Dataset entries
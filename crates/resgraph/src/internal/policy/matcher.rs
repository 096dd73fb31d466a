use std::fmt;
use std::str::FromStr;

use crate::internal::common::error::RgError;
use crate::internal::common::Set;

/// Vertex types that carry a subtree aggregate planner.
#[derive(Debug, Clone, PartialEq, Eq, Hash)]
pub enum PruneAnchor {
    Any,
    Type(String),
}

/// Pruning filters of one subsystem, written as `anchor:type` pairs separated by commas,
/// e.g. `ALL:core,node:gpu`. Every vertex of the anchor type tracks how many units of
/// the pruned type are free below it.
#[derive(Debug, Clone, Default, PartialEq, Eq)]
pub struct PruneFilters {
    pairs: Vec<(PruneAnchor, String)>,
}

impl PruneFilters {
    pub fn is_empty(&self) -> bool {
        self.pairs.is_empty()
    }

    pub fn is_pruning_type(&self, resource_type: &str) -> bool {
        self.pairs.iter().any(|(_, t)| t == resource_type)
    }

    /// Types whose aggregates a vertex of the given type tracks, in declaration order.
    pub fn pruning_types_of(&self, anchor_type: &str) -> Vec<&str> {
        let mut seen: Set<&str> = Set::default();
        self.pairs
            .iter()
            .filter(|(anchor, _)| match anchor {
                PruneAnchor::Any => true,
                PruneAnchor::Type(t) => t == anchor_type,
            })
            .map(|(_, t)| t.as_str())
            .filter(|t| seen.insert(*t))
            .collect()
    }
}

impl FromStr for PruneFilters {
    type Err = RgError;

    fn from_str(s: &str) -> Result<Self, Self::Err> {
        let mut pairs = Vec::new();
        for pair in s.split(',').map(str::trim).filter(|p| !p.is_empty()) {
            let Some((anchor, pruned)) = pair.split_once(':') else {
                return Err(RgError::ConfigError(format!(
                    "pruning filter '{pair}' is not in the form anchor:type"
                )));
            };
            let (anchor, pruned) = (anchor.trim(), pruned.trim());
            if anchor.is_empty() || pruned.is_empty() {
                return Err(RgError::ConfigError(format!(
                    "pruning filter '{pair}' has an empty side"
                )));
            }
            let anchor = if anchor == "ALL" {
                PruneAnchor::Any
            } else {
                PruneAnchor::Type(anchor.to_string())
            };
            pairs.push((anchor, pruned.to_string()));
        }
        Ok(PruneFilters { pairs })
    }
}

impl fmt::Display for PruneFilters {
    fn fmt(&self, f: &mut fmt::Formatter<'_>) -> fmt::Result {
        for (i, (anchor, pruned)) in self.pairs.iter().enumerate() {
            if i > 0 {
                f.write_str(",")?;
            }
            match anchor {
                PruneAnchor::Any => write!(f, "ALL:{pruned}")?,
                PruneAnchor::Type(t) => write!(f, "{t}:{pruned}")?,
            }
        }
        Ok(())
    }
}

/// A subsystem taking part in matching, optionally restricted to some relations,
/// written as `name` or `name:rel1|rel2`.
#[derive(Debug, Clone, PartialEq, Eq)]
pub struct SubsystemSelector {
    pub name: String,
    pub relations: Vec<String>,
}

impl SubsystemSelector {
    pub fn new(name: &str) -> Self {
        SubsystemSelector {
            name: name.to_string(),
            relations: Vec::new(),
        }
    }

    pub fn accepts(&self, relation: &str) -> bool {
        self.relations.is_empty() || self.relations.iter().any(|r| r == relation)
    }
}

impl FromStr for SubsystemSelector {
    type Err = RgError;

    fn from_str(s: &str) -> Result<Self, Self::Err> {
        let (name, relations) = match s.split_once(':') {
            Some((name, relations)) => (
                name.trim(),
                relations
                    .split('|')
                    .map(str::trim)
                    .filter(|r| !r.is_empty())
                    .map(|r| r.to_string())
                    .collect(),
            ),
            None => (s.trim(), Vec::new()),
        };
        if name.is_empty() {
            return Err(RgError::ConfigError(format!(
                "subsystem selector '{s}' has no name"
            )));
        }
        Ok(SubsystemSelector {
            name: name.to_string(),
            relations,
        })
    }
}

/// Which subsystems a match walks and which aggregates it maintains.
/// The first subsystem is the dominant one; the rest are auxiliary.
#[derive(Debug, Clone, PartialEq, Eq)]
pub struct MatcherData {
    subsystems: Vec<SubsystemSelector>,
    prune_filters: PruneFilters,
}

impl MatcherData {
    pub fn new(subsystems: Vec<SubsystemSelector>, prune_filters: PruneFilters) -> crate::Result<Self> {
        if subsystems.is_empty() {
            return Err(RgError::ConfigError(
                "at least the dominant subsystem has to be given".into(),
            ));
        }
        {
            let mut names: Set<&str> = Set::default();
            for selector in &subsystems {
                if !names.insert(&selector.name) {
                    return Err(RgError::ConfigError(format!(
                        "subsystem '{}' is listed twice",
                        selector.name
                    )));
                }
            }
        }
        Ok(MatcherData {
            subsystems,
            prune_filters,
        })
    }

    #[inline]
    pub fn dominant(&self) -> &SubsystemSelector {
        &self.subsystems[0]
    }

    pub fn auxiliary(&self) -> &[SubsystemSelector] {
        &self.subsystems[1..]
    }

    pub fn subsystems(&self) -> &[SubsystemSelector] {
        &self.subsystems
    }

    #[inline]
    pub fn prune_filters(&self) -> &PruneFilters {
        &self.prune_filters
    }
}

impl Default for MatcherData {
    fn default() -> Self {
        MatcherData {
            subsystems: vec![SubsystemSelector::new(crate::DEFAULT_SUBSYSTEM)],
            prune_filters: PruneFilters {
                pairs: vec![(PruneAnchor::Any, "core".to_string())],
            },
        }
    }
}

◆ Your objective
Whenever a line above includes the string "Debug", copy it.

◆ Answer below
#[derive(Debug, Clone, PartialEq, Eq, Hash)]
#[derive(Debug, Clone, Default, PartialEq, Eq)]
#[derive(Debug, Clone, PartialEq, Eq)]
#[derive(Debug, Clone, PartialEq, Eq)]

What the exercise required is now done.